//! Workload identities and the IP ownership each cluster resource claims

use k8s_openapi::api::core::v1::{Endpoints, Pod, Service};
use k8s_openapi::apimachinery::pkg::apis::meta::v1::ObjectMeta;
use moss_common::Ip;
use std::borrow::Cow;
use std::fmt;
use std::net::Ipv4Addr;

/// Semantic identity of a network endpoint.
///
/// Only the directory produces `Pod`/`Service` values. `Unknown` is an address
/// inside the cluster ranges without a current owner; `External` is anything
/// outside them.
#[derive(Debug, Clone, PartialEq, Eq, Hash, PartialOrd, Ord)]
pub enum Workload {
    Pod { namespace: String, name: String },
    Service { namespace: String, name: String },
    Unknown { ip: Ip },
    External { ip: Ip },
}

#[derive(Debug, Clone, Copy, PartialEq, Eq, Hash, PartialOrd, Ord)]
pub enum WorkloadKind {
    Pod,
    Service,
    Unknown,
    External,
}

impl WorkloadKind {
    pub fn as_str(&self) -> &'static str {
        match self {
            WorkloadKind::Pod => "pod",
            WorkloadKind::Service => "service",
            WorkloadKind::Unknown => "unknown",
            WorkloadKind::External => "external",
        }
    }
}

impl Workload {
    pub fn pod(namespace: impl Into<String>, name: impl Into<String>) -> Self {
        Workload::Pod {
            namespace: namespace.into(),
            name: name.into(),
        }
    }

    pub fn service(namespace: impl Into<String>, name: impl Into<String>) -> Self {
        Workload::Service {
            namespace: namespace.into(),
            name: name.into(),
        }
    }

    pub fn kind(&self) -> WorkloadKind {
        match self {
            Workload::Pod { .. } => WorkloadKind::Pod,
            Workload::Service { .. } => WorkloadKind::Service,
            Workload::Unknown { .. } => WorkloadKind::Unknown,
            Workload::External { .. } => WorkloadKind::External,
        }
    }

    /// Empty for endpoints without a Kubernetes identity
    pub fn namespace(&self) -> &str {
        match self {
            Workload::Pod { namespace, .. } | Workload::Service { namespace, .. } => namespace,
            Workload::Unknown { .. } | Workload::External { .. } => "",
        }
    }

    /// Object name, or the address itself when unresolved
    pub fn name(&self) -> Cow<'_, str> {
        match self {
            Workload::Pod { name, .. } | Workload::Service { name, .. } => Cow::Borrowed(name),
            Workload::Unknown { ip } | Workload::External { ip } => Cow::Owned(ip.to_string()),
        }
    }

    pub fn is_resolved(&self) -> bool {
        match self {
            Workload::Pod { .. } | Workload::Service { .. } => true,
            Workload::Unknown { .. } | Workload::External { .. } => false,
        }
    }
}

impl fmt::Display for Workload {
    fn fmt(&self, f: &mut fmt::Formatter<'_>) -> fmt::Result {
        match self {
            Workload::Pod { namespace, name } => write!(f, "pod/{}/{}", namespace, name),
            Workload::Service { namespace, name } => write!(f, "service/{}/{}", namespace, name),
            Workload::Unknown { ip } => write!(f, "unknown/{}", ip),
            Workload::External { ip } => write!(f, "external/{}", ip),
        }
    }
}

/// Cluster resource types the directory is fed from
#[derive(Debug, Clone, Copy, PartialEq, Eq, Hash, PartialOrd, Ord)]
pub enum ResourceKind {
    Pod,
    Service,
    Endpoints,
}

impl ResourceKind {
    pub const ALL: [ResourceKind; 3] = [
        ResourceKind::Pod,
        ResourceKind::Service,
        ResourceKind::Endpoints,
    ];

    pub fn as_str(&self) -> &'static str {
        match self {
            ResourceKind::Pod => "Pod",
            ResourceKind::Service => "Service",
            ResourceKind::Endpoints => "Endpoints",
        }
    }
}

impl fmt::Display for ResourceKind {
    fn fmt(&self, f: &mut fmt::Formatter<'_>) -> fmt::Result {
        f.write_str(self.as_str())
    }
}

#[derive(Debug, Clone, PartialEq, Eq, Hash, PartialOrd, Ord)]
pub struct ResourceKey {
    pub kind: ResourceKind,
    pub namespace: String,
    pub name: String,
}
------------------------------------------------------------------------
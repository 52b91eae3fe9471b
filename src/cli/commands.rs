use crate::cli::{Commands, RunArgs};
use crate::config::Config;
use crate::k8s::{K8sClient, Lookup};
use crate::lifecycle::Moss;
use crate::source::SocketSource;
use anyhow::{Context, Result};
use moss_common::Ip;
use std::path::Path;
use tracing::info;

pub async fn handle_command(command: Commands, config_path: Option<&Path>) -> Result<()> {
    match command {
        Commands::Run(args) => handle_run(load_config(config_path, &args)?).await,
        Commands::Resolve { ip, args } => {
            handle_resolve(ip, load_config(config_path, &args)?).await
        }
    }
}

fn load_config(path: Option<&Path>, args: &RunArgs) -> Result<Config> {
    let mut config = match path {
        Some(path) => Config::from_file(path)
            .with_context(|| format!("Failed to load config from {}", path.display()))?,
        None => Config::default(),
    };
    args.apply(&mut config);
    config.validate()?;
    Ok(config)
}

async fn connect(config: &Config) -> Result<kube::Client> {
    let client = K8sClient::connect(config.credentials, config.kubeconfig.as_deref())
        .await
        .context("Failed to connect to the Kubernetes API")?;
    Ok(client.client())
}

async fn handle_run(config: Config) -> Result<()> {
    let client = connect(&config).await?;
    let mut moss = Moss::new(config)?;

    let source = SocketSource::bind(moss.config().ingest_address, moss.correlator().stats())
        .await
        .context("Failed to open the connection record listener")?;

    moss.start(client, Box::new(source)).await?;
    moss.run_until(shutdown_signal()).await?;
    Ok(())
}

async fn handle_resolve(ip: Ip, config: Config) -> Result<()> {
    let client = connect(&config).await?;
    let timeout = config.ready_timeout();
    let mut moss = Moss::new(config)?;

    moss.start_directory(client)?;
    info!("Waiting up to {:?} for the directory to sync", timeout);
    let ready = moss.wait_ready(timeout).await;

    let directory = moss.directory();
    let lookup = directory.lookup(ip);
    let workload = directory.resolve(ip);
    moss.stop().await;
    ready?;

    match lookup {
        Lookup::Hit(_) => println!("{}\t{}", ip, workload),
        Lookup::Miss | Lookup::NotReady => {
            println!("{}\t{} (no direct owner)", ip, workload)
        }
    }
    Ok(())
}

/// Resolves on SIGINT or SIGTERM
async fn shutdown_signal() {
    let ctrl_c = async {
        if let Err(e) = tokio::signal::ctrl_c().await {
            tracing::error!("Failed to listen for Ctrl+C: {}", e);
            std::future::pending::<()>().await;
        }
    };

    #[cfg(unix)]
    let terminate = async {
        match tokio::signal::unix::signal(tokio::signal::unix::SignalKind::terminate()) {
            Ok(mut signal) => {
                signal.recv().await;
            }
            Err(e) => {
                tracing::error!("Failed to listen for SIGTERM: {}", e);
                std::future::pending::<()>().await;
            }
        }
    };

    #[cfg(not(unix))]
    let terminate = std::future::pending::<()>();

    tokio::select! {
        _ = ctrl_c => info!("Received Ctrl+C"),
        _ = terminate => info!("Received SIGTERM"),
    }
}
------------------------------------------------------------------------
■ **Exercise details**: Wherever the word "Option" turns up in a line of the listing, that line counts; report the total as a lone number.

■ **Response**: 2